Nanometal surface energy transfer-based lateral flow immunoassay for T2 toxin detection.

In this study, we incorporated nanometal surface energy transfer (NSET) in lateral flow immunoassay (LFIA) and explored the relationship between fluorescence quenching efficiency and detection sensitivity to improve sensitivity of NSET-LFIA system. We developed nine gold nanoparticles (GNPs) with absorption spectrum in the range of 520-605 nm as acceptors and quantum dot microspheres (QDMs) with emission spectrum of 530, 570, and 610 nm as donors.
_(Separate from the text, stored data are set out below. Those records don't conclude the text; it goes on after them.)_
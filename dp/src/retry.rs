//! Retry policy and generic retry wrapper
//!
//! A policy names how many attempts to make, how long to wait between them,
//! and which failure kinds are worth another attempt. Anything else is
//! returned to the caller on first sight.

use std::fmt::Display;
use std::future::Future;
use std::time::Duration;

use serde::{Deserialize, Serialize};
use tracing::{debug, warn};

/// Coarse failure classes used for retry decisions
#[derive(Debug, Clone, Copy, PartialEq, Eq, Hash, Serialize, Deserialize)]
#[serde(rename_all = "kebab-case")]
pub enum FailureKind {
    /// Connect, timeout, send failures
    Transport,
    /// HTTP 429
    RateLimited,
    /// HTTP 5xx
    Server,
    /// HTTP 4xx, bad configuration
    Client,
    /// Response body could not be understood
    Decode,
}

/// Errors that can tell which failure class they belong to
pub trait Classify {
    fn failure_kind(&self) -> FailureKind;
}

/// How to retry a fallible operation
#[derive(Debug, Clone, PartialEq, Eq)]
pub struct RetryPolicy {
    /// Total attempts including the first one
    pub max_attempts: u32,
    /// Fixed delay between attempts
    pub backoff: Duration,
    /// Failure kinds that trigger another attempt
    pub retryable: Vec<FailureKind>,
}

impl Default for RetryPolicy {
    fn default() -> Self {
        Self {
            max_attempts: 3,
            backoff: Duration::from_secs(60),
            retryable: vec![FailureKind::Transport],
        }
    }
}

impl RetryPolicy {
    pub fn should_retry(&self, kind: FailureKind) -> bool {
        self.retryable.contains(&kind)
    }
}

/// Run `op` until it succeeds, fails with a non-retryable error, or the
/// policy runs out of attempts
///
/// `op` receives the 1-based attempt number.
pub async fn retry<T, E, F, Fut>(policy: &RetryPolicy, what: &str, mut op: F) -> Result<T, E>
where
    F: FnMut(u32) -> Fut,
    Fut: Future<Output = Result<T, E>>,
    E: Classify + Display,
{
    let attempts = policy.max_attempts.max(1);
    let mut attempt = 1;
    loop {
        debug!(%what, attempt, attempts, "retry: attempting");
        match op(attempt).await {
            Ok(value) => return Ok(value),
            Err(e) => {
                let kind = e.failure_kind();
                if attempt >= attempts || !policy.should_retry(kind) {
                    debug!(%what, attempt, ?kind, "retry: giving up");
                    return Err(e);
                }
                warn!(
                    "{} failed (attempt {}/{}, {:?}): {}; retrying in {:?}",
                    what, attempt, attempts, kind, e, policy.backoff
                );
                tokio::time::sleep(policy.backoff).await;
                attempt += 1;
            }
        }
    }
}
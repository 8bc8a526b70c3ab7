//! Google Calendar API v3 client
//!
//! `events.list` for the target day and `events.insert` for focus blocks.
//! The access token is consumed as-is; obtaining or refreshing it is left to
//! whatever put it in the environment or token file.

use async_trait::async_trait;
use chrono::{DateTime, NaiveDate, TimeZone};
use chrono_tz::Tz;
use reqwest::{Client, Response, StatusCode, Url};
use serde::Deserialize;
use tracing::{debug, info, warn};

use super::{CalendarError, CalendarEvent, CalendarService, CreatedEvent, EventRequest, decorate_summary};
use crate::config::CalendarConfig;

const PAGE_SIZE: &str = "250";

#[derive(Debug, Deserialize)]
#[serde(rename_all = "camelCase")]
struct EventListResponse {
    #[serde(default)]
    items: Vec<GoogleEventRaw>,
    next_page_token: Option<String>,
}

#[derive(Debug, Deserialize)]
#[serde(rename_all = "camelCase")]
struct GoogleEventRaw {
    #[serde(default)]
    summary: Option<String>,
    start: Option<EventDateTime>,
    end: Option<EventDateTime>,
    #[serde(default)]
    status: Option<String>,
}

#[derive(Debug, Deserialize)]
#[serde(rename_all = "camelCase")]
struct EventDateTime {
    date_time: Option<String>,
    date: Option<String>,
}

#[derive(Debug, Deserialize)]
#[serde(rename_all = "camelCase")]
struct InsertedEvent {
    id: String,
    #[serde(default)]
    html_link: String,
}

/// Google Calendar client bound to one calendar and timezone
pub struct GoogleCalendar {
    http: Client,
    base_url: String,
    calendar_id: String,
    token: String,
    tz: Tz,
}

impl GoogleCalendar {
    pub fn from_config(config: &CalendarConfig) -> Result<Self, CalendarError> {
        debug!(calendar_id = %config.calendar_id, timezone = %config.timezone, "from_config: called");
        let token = config.access_token().map_err(|e| CalendarError::Config(e.to_string()))?;
        let tz = config.tz().map_err(|e| CalendarError::Config(e.to_string()))?;
        let http = Client::builder().timeout(config.timeout()).build()?;

        Ok(Self {
            http,
            base_url: config.base_url.trim_end_matches('/').to_string(),
            calendar_id: config.calendar_id.clone(),
            token,
            tz,
        })
    }

    pub fn tz(&self) -> Tz {
        self.tz
    }

    fn events_url(&self) -> Result<Url, CalendarError> {
        let mut url = Url::parse(&self.base_url)
            .map_err(|e| CalendarError::Config(format!("Invalid calendar base URL '{}': {}", self.base_url, e)))?;
        url.path_segments_mut()
            .map_err(|_| CalendarError::Config(format!("Calendar base URL '{}' cannot be a base", self.base_url)))?
            .pop_if_empty()
            .extend(["calendars", self.calendar_id.as_str(), "events"]);
        Ok(url)
    }
}

#[async_trait]
impl CalendarService for GoogleCalendar {
    async fn list_events(&self, date: NaiveDate) -> Result<Vec<CalendarEvent>, CalendarError> {
        debug!(%date, "list_events: called");
        let (time_min, time_max) = day_window(date, self.tz)?;
        let (time_min, time_max) = (time_min.to_rfc3339(), time_max.to_rfc3339());
        let url = self.events_url()?;

        let mut events = Vec::new();
        let mut page_token: Option<String> = None;

        loop {
            let mut request = self.http.get(url.clone()).bearer_auth(&self.token).query(&[
                ("timeMin", time_min.as_str()),
                ("timeMax", time_max.as_str()),
                ("singleEvents", "true"),
                ("orderBy", "startTime"),
                ("maxResults", PAGE_SIZE),
            ]);
            if let Some(token) = &page_token {
                request = request.query(&[("pageToken", token.as_str())]);
            }

            let response = check_status(request.send().await?).await?;
            let page: EventListResponse = serde_json::from_str(&response.text().await?)?;
            debug!(items = page.items.len(), "list_events: page received");

            for raw in page.items {
                match parse_event(raw, self.tz) {
                    Ok(Some(event)) => events.push(event),
                    Ok(None) => {}
                    Err(e) => warn!("Skipping calendar event: {}", e),
                }
            }

            match page.next_page_token {
                Some(token) => page_token = Some(token),
                None => break,
            }
        }

        info!("Read {} calendar events for {}", events.len(), date);
        Ok(events)
    }

    async fn create_event(&self, request: &EventRequest) -> Result<CreatedEvent, CalendarError> {
        debug!(summary = %request.summary, "create_event: called");
        let body = event_body(request, self.tz);

        let response = self
            .http
            .post(self.events_url()?)
            .bearer_auth(&self.token)
            .json(&body)
            .send()
            .await?;
        let response = check_status(response).await?;
        let inserted: InsertedEvent = serde_json::from_str(&response.text().await?)?;

        Ok(CreatedEvent {
            id: inserted.id,
            html_link: inserted.html_link,
        })
    }
}

/// Map 401 to `AuthExpired` and any other non-2xx to `ApiError`
async fn check_status(response: Response) -> Result<Response, CalendarError> {
    let status = response.status();
    if status == StatusCode::UNAUTHORIZED {
        return Err(CalendarError::AuthExpired);
    }
    if !status.is_success() {
        let message = response.text().await.unwrap_or_default();
        debug!(%status, "check_status: API error");
        return Err(CalendarError::ApiError {
            status: status.as_u16(),
            message,
        });
    }
    Ok(response)
}

fn local_midnight(date: NaiveDate, tz: Tz) -> Option<DateTime<Tz>> {
    tz.from_local_datetime(&date.and_hms_opt(0, 0, 0)?).earliest()
}

/// Local midnight of `date` to local midnight of the next day
fn day_window(date: NaiveDate, tz: Tz) -> Result<(DateTime<Tz>, DateTime<Tz>), CalendarError> {
    let next = date
        .succ_opt()
        .ok_or_else(|| CalendarError::Config(format!("No day after {}", date)))?;
    let start = local_midnight(date, tz)
        .ok_or_else(|| CalendarError::Config(format!("No local midnight on {} in {}", date, tz)))?;
    let end = local_midnight(next, tz)
        .ok_or_else(|| CalendarError::Config(format!("No local midnight on {} in {}", next, tz)))?;
    Ok((start, end))
}

fn parse_when(when: &EventDateTime, tz: Tz) -> Result<(DateTime<Tz>, bool), String> {
    if let Some(date_time) = &when.date_time {
        let parsed = DateTime::parse_from_rfc3339(date_time).map_err(|e| format!("bad dateTime '{}': {}", date_time, e))?;
        return Ok((parsed.with_timezone(&tz), false));
    }
    if let Some(date) = &when.date {
        let day = date
            .parse::<NaiveDate>()
            .map_err(|e| format!("bad date '{}': {}", date, e))?;
        let midnight = local_midnight(day, tz).ok_or_else(|| format!("no local midnight on {}", day))?;
        return Ok((midnight, true));
    }
    Err("neither dateTime nor date set".to_string())
}

/// Cancelled events map to `None`
fn parse_event(raw: GoogleEventRaw, tz: Tz) -> Result<Option<CalendarEvent>, CalendarError> {
    if raw.status.as_deref() == Some("cancelled") {
        return Ok(None);
    }

    let summary = raw.summary.unwrap_or_else(|| "(no title)".to_string());
    let invalid = |reason: String| CalendarError::InvalidEvent {
        summary: summary.clone(),
        reason,
    };

    let start = raw.start.as_ref().ok_or_else(|| invalid("missing start".to_string()))?;
    let end = raw.end.as_ref().ok_or_else(|| invalid("missing end".to_string()))?;
    let (start, all_day) = parse_when(start, tz).map_err(invalid)?;
    let (end, _) = parse_when(end, tz).map_err(invalid)?;

    Ok(Some(CalendarEvent::new(summary, start, end, all_day)))
}

/// `events.insert` body
fn event_body(request: &EventRequest, tz: Tz) -> serde_json::Value {
    serde_json::json!({
        "summary": decorate_summary(&request.summary),
        "description": request.description,
        "start": {
            "dateTime": request.start.to_rfc3339(),
            "timeZone": tz.name(),
        },
        "end": {
            "dateTime": request.end.to_rfc3339(),
            "timeZone": tz.name(),
        },
        "reminders": {
            "useDefault": true,
        },
    })
}
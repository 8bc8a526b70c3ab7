//! Calendar error types

use thiserror::Error;

/// Errors from calendar reads and writes
#[derive(Debug, Error)]
pub enum CalendarError {
    #[error("HTTP: {0}")]
    Http(#[from] reqwest::Error),

    #[error("Calendar token expired or revoked")]
    AuthExpired,

    #[error("API error {status}: {message}")]
    ApiError { status: u16, message: String },

    #[error("JSON: {0}")]
    Json(#[from] serde_json::Error),

    #[error("Calendar configuration error: {0}")]
    Config(String),

    #[error("Unreadable event '{summary}': {reason}")]
    InvalidEvent { summary: String, reason: String },
}

impl CalendarError {
    /// Needs a new token before anything can succeed
    pub fn is_auth(&self) -> bool {
        matches!(self, CalendarError::AuthExpired | CalendarError::ApiError { status: 403, .. })
    }
}
//! Schedule normalization errors

use thiserror::Error;

/// Errors that make a completion response unusable as a day plan
#[derive(Debug, Clone, PartialEq, Eq, Error)]
pub enum ScheduleError {
    #[error("Malformed response: no '{heading}' heading found")]
    MissingHeading { heading: &'static str },

    #[error("Invalid escape sequence at byte {position}: {reason}")]
    Unescape { position: usize, reason: String },
}

impl ScheduleError {
    /// True when the response never contained the plan heading
    pub fn is_malformed(&self) -> bool {
        matches!(self, ScheduleError::MissingHeading { .. })
    }
}
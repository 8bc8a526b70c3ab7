//! LLM error types

use std::time::Duration;
use thiserror::Error;

use crate::retry::{Classify, FailureKind};

/// Errors that can occur during LLM operations
#[derive(Debug, Error)]
pub enum LlmError {
    #[error("Rate limited, retry after {retry_after:?}")]
    RateLimited { retry_after: Duration },

    #[error("API error {status}: {message}")]
    ApiError { status: u16, message: String },

    #[error("Network error: {0}")]
    Network(#[from] reqwest::Error),

    #[error("Invalid response: {0}")]
    InvalidResponse(String),

    #[error("Timeout after {0:?}")]
    Timeout(Duration),

    #[error("JSON serialization error: {0}")]
    Json(#[from] serde_json::Error),

    #[error("Configuration error: {0}")]
    Config(String),
}

impl Classify for LlmError {
    fn failure_kind(&self) -> FailureKind {
        match self {
            LlmError::RateLimited { .. } => FailureKind::RateLimited,
            LlmError::ApiError { status, .. } if *status >= 500 => FailureKind::Server,
            LlmError::ApiError { .. } => FailureKind::Client,
            LlmError::Network(e) if e.is_decode() => FailureKind::Decode,
            LlmError::Network(_) => FailureKind::Transport,
            LlmError::Timeout(_) => FailureKind::Transport,
            LlmError::InvalidResponse(_) => FailureKind::Decode,
            LlmError::Json(_) => FailureKind::Decode,
            LlmError::Config(_) => FailureKind::Client,
        }
    }
}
By analyzing the overlap integral area, fluorescence quenching efficiency, and detection sensitivity of 27 donor-acceptor pairs, we observed that the larger overlap integral area led to higher fluorescence quenching efficiency and detection sensitivity. A maximum fluorescence quenching efficiency of 91.0% was obtained from the combination of GNPs at 605 nm and QDMs at 610 nm, achieving the highest detection sensitivity. We developed NSET-LFIA for the detection of T2 toxin with a limit of detection of 0.04 ng/mL, which was 10-times higher than that obtained via conventional GNP-LFIA. NSET-LFIA represents a versatile, ultrasensitive and valuable screening tool for small molecules in real samples.